Para emprender esta película, Bergman convocó a una buena parte de sus actores favoritos, incluyendo a la inspiradora Liv Ullman y a la sobrecogedora Ingrid Thulin, quienes aquí, encarnando a Karin y Maria, tienen una confrontación escénica que sirve de eje para sostener las pasiones turbulentas de una auténtica danza emocional. No es menos impactante la actuación de otra de sus actrices de cabecera: Harriet Andersson, quien se escuece del dolor de tal forma que nos presiona el pecho como espectadores. Además, también está presente el muy versátil Erland Josephson, otro frecuente en la filmografía de Bergman, quien interpreta al cálido doctor David. Con este elenco que conoce casi como una extensión de sí mismo, el prodigioso director sueco construye un espectáculo lleno de matices para la observación y la escucha. Para la narración utiliza la voz de la misma Agnes como narradora, contando en gran parte el trasfondo de esta familia que se encuentra en este punto lleno de pena. Después, utiliza las diferentes voces de las protagonistas, para que cada una presente su testimonio de la situación y las derivaciones que implica internamente, incluyendo la voz de la querida y leal Anna. Bergman marca estos testimonios con contraluces para el inicio y el final, enmarcados en una propuesta fotográfica llena de zonas de luz que en muchas ocasiones definen por completo la existencia de los personajes en el espacio. La cámara fluye de forma especialmente ligera, casi como si nos pusiera en la posición de un ente que recorre esta gran casona, prefiriendo siempre el montaje sobre el plano, la recomposición sin el corte de edición, con un trazo escénico impecable en cada instante. Los detalles, los primeros planos y los fondos como de teatro guiñol están presentes aquí dentro de todo el impresionante desarrollo de un diseño de producción lleno de rojos y arabescos floridos, con trajes esplendorosos que sirven de fondo a unas pieles casi perceptibles, a unas miradas que parecen surgir de ese mismo entorno para invitarnos, para integrarnos a este entorno tan atrayente y al mismo tiempo tan violento. Los amaneceres y los atardeceres son permanentes, como una representación de los ciclos que aquí se abren y cierran de forma casi dictatorial, sin tener en cuenta las tribulaciones de estas mujeres intensas, expuestas, llenas de vida y muerte.

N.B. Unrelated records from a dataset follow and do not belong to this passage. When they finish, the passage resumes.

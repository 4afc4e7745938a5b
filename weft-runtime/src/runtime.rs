//! # Runtime Context
//!
//! The [`Runtime`] owns every piece of scheduler and allocator state and is
//! handed by reference to each job. There is no global state: [`start`]
//! builds a runtime, runs the worker threads to completion and tears it
//! down.
//!
//! ## Boot
//!
//! 1. validate and resolve the [`RuntimeConfig`]
//! 2. reserve the arena, build the block and tagged allocators
//! 3. allocate the chain pool, the fiber stacks and the job queue
//! 4. queue the main job
//! 5. spawn workers `1..N`; the calling thread becomes worker 0
//! 6. freeze the thread registry, release every worker through a barrier
//!
//! The main job's return value becomes the exit code. When it returns (or
//! panics) one terminate job per worker is queued, every home loop drains
//! and stops, and [`start`] returns after joining the workers.
//!
//! Work queued with [`Runtime::submit`] is not tracked: the main job must
//! make sure it has finished before returning.

use std::fmt;
use std::io;
use std::panic::{self, AssertUnwindSafe};
use std::ptr::NonNull;
use std::sync::atomic::{AtomicI32, AtomicU32, Ordering};
use std::sync::Barrier;
use std::thread;

use crossbeam_utils::CachePadded;
use thiserror::Error;

use crate::blocks::BlockAllocator;
use crate::chain::{Chain, ChainPool, ChainWait, SpinWait};
use crate::config::{ConfigError, RuntimeConfig};
use crate::fiber::{FiberPool, FiberYield, INVALID_FIBER};
use crate::registry::ThreadRegistry;
use crate::ring::RingBuffer;
use crate::scheduler::{panic_message, Job, Task};
use crate::stats::{RuntimeCounters, RuntimeStats};
use crate::sync::Backoff;
use crate::tagged::{Tag, TaggedAllocator, TaggedLayout};
use crate::vm::{OsMemory, Reservation, VirtualMemory, VmError};

/// Exit code reported when the main job panics.
pub const PANIC_EXIT_CODE: i32 = 101;

/// Failure to bring the runtime up. Nothing has run when this is returned.
#[derive(Debug, Error)]
pub enum BootError {
    /// The configuration was rejected.
    #[error(transparent)]
    Config(#[from] ConfigError),
    /// The arena could not be reserved or its first block committed.
    #[error("failed to set up the memory arena")]
    Memory(#[from] VmError),
    /// Fiber stacks could not be allocated.
    #[error("failed to allocate fiber stacks")]
    FiberStack(#[source] io::Error),
}

/// Per-thread scheduler state.
pub(crate) struct ThreadSlot {
    pub(crate) current: AtomicU32,
}

/// Scheduler and allocator state shared by all workers.
pub struct Runtime {
    config: RuntimeConfig,
    pub(crate) tagged: TaggedAllocator,
    pub(crate) chains: ChainPool,
    pub(crate) fibers: FiberPool,
    pub(crate) jobs: RingBuffer<Task>,
    registry: ThreadRegistry,
    pub(crate) threads: Box<[CachePadded<ThreadSlot>]>,
    pub(crate) counters: RuntimeCounters,
    exit_code: AtomicI32,
}

/// Boot a runtime over OS virtual memory and run `main` as its first job.
///
/// Blocks until `main` returns and every worker has stopped, then returns
/// `main`'s exit code ([`PANIC_EXIT_CODE`] if it panicked).
///
/// # Example
///
/// ```rust,ignore
/// use weft_runtime::{start, Job, RuntimeConfig};
///
/// let code = start(RuntimeConfig::default(), |rt| {
///     let jobs = (0..8).map(|i| Job::new("square", move |_| { let _ = i * i; })).collect();
///     let chain = rt.split_work(jobs);
///     rt.unchain(chain);
///     0
/// })?;
/// ```
pub fn start<F>(config: RuntimeConfig, main: F) -> Result<i32, BootError>
where
    F: FnOnce(&Runtime) -> i32 + Send + 'static,
{
    start_with_memory(config, Box::new(OsMemory::new()), main)
}

/// Like [`start`], with the arena backed by `vm`.
pub fn start_with_memory<F>(
    config: RuntimeConfig,
    vm: Box<dyn VirtualMemory>,
    main: F,
) -> Result<i32, BootError>
where
    F: FnOnce(&Runtime) -> i32 + Send + 'static,
{
    config.validate()?;
    let runtime = Runtime::new(config.resolve(), vm)?;

    tracing::info!(
        app = %runtime.config.application_name,
        threads = runtime.config.thread_count,
        fibers = runtime.config.fiber_count,
        budget_mib = runtime.config.memory_budget >> 20,
        backing = runtime.tagged.blocks().reservation().backing(),
        "runtime starting"
    );

    runtime.push_task(Task::Run(Job::new("main", move |rt| {
        let code = match panic::catch_unwind(AssertUnwindSafe(|| main(rt))) {
            Ok(code) => code,
            Err(payload) => {
                let message = panic_message(payload.as_ref());
                tracing::error!(%message, "main job panicked");
                rt.counters.record_panic(format!("main: {}", message));
                PANIC_EXIT_CODE
            }
        };
        rt.exit_code.store(code, Ordering::Release);
        rt.broadcast_terminate();
    })));

    runtime.run_threads();

    let code = runtime.exit_code.load(Ordering::Acquire);
    tracing::info!(code, jobs = runtime.counters.jobs_executed.get(), "runtime stopped");
    Ok(code)
}

impl Runtime {
    fn new(config: RuntimeConfig, vm: Box<dyn VirtualMemory>) -> Result<Self, BootError> {
        let reservation = Reservation::new(vm, config.memory_budget)?;
        let blocks = BlockAllocator::new(reservation)?;
        let tagged = TaggedAllocator::new(
            blocks,
            TaggedLayout {
                drifter_heaps: config.thread_count,
                dynamic_heaps: config.tagged_heap_count,
                descriptor_log2: config.allocation_queue_log2_capacity,
            },
        );

        // A fiber can hold a batch chain and a heap growth chain at once.
        let chains = ChainPool::new(2 * (config.fiber_count + config.thread_count));
        let fibers = FiberPool::new(config.fiber_count, config.fiber_stack_size)
            .map_err(BootError::FiberStack)?;
        let jobs = RingBuffer::with_capacity_log2(config.job_queue_log2_capacity);
        let threads = (0..config.thread_count)
            .map(|_| {
                CachePadded::new(ThreadSlot {
                    current: AtomicU32::new(INVALID_FIBER),
                })
            })
            .collect::<Vec<_>>()
            .into_boxed_slice();

        Ok(Self {
            config,
            tagged,
            chains,
            fibers,
            jobs,
            registry: ThreadRegistry::new(),
            threads,
            counters: RuntimeCounters::new(),
            exit_code: AtomicI32::new(0),
        })
    }

    fn run_threads(&self) {
        let count = self.config.thread_count;
        let barrier = Barrier::new(count);
        let cores = if self.config.pin_threads {
            core_affinity::get_core_ids().unwrap_or_default()
        } else {
            Vec::new()
        };
        let pin = |index: usize| {
            if cores.is_empty() {
                return;
            }
            let core = cores[index % cores.len()];
            if !core_affinity::set_for_current(core) {
                tracing::warn!(thread = index, core = core.id, "failed to pin worker");
            }
        };

        thread::scope(|scope| {
            let handles = (1..count)
                .map(|index| {
                    let barrier = &barrier;
                    let pin = &pin;
                    thread::Builder::new()
                        .name(format!("{}-worker-{}", self.config.application_name, index))
                        .spawn_scoped(scope, move || {
                            pin(index);
                            barrier.wait();
                            self.home_loop(index as u32);
                        })
                        .expect("failed to spawn worker thread")
                })
                .collect::<Vec<_>>();

            self.registry.freeze(
                std::iter::once((thread::current().id(), 0)).chain(
                    handles
                        .iter()
                        .enumerate()
                        .map(|(i, handle)| (handle.thread().id(), i as u32 + 1)),
                ),
            );
            tracing::debug!(threads = count, "workers registered");

            pin(0);
            barrier.wait();
            self.home_loop(0);
        });
    }

    /// Queue a task, waiting for room.
    pub(crate) fn push_task(&self, mut task: Task) {
        let mut backoff = Backoff::new();
        while let Err(back) = self.jobs.enqueue(task) {
            task = back;
            backoff.spin();
        }
    }

    // ========================================================================
    // Jobs
    // ========================================================================

    /// Queue `jobs` as one batch and return the chain counting them down.
    ///
    /// The chain must be passed to [`Runtime::unchain`] exactly once.
    ///
    /// # Panics
    ///
    /// Panics if the batch does not fit in the job queue.
    #[must_use = "a chain must be passed to unchain"]
    pub fn split_work(&self, jobs: Vec<Job>) -> Chain {
        assert!(
            jobs.len() <= self.jobs.capacity(),
            "batch of {} jobs exceeds the job queue capacity {}",
            jobs.len(),
            self.jobs.capacity()
        );
        let count = u32::try_from(jobs.len()).unwrap_or(u32::MAX);
        let chain = self.chains.claim(count);

        for mut job in jobs {
            job.chain = Some(chain);
            if self.jobs.enqueue(Task::Run(job)).is_err() {
                panic!("job queue full ({} slots)", self.jobs.capacity());
            }
        }

        tracing::trace!(%chain, jobs = count, "batch queued");
        chain
    }

    /// Queue `jobs` without tracking their completion.
    ///
    /// # Panics
    ///
    /// Panics if the job queue is full.
    pub fn submit(&self, jobs: Vec<Job>) {
        for job in jobs {
            if self.jobs.enqueue(Task::Run(job)).is_err() {
                panic!("job queue full ({} slots)", self.jobs.capacity());
            }
        }
    }

    /// Wait for every job of `chain` to finish, then release the chain.
    ///
    /// Inside a job this runs queued jobs in place, then suspends the
    /// calling fiber; elsewhere it spins.
    pub fn unchain(&self, chain: Chain) {
        self.wait_for(chain);
        self.chains.release(chain);
    }

    fn wait_for(&self, chain: Chain) {
        if self.chains.is_done(chain) {
            return;
        }
        let Some(fiber) = self.current_fiber() else {
            SpinWait::new(&self.chains).wait(chain);
            return;
        };

        let slot = self.fibers.slot(fiber);
        while !self.chains.is_done(chain) {
            if self.run_queued_job() {
                continue;
            }
            // Safety: `current_fiber` only reports the fiber running on this
            // thread, and this code runs on its stack.
            unsafe { slot.suspend(FiberYield::Wait(chain)) };
        }
    }

    // Fibers migrate between threads, so the lookup is never inlined into
    // code that spans a suspension.
    #[inline(never)]
    fn current_fiber(&self) -> Option<u32> {
        let thread = self.try_thread_index()?;
        let fiber = self.threads[thread as usize].current.load(Ordering::Relaxed);
        (fiber != INVALID_FIBER).then_some(fiber)
    }

    // ========================================================================
    // Threads
    // ========================================================================

    /// Index of the worker thread running the caller.
    ///
    /// Re-query after every [`Runtime::unchain`]: the job may resume on
    /// another thread.
    ///
    /// # Panics
    ///
    /// Panics when called from a thread the runtime does not own.
    #[inline(never)]
    pub fn thread_index(&self) -> u32 {
        match self.try_thread_index() {
            Some(index) => index,
            None => panic!(
                "thread {:?} is not a worker of this runtime",
                thread::current().id()
            ),
        }
    }

    /// Index of the worker thread running the caller, if it is one.
    #[inline(never)]
    pub fn try_thread_index(&self) -> Option<u32> {
        self.registry.index_of(thread::current().id())
    }

    /// Number of worker threads.
    pub fn thread_count(&self) -> usize {
        self.threads.len()
    }

    // ========================================================================
    // Memory
    // ========================================================================

    /// Allocate `size` bytes aligned to `align` under `tag`.
    ///
    /// Memory stays valid until `tag` is freed. Returns `None` when the
    /// request is zero-sized or cannot be satisfied.
    pub fn alloc(&self, tag: Tag, size: usize, align: usize) -> Option<NonNull<u8>> {
        let thread = self.try_thread_index().unwrap_or(u32::MAX);
        self.tagged.alloc(tag, size, align, thread, self)
    }

    /// Free everything allocated under `tag` and return the number of
    /// allocation descriptors released.
    ///
    /// No other job may be allocating under `tag` at the same time.
    pub fn free(&self, tag: Tag) -> usize {
        self.tagged.free(tag)
    }

    /// The tagged allocator.
    pub fn tagged(&self) -> &TaggedAllocator {
        &self.tagged
    }

    // ========================================================================
    // Introspection
    // ========================================================================

    /// The resolved configuration.
    pub fn config(&self) -> &RuntimeConfig {
        &self.config
    }

    /// Snapshot of runtime counters and memory usage.
    pub fn stats(&self) -> RuntimeStats {
        let reservation = self.tagged.blocks().reservation();
        RuntimeStats {
            jobs_executed: self.counters.jobs_executed.get(),
            fibers_materialized: self.counters.fibers_materialized.get(),
            fiber_suspensions: self.counters.fiber_suspensions.get(),
            panicked_jobs: self.counters.panicked_jobs.get(),
            last_panic: self.counters.last_panic(),
            committed_bytes: reservation.committed_len(),
            reserved_bytes: reservation.reserved_len(),
            live_descriptors: self.tagged.live_descriptors(),
            bound_heaps: self.tagged.bound_dynamic_heaps(),
        }
    }
}

impl ChainWait for Runtime {
    fn pool(&self) -> &ChainPool {
        &self.chains
    }

    fn wait(&self, chain: Chain) {
        self.wait_for(chain);
    }
}

impl fmt::Debug for Runtime {
    fn fmt(&self, f: &mut fmt::Formatter<'_>) -> fmt::Result {
        f.debug_struct("Runtime")
            .field("app", &self.config.application_name)
            .field("threads", &self.thread_count())
            .field("fibers", &self.fibers)
            .field("chains", &self.chains)
            .field("jobs", &self.jobs.len())
            .field("tagged", &self.tagged)
            .finish()
    }
}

Después de haber expresado sus ideas con respecto a la existencia y el mundo durante las décadas anteriores, con ‘Gritos y susurros’, Bergman entro a una década prolífica cinematográficamente expresando lo más personal de su propia humanidad, de su mirada única como artista. Se puede decir que gradualmente empezó a recogerse sobre sí mismo, en una contemplación intensa de su existencia.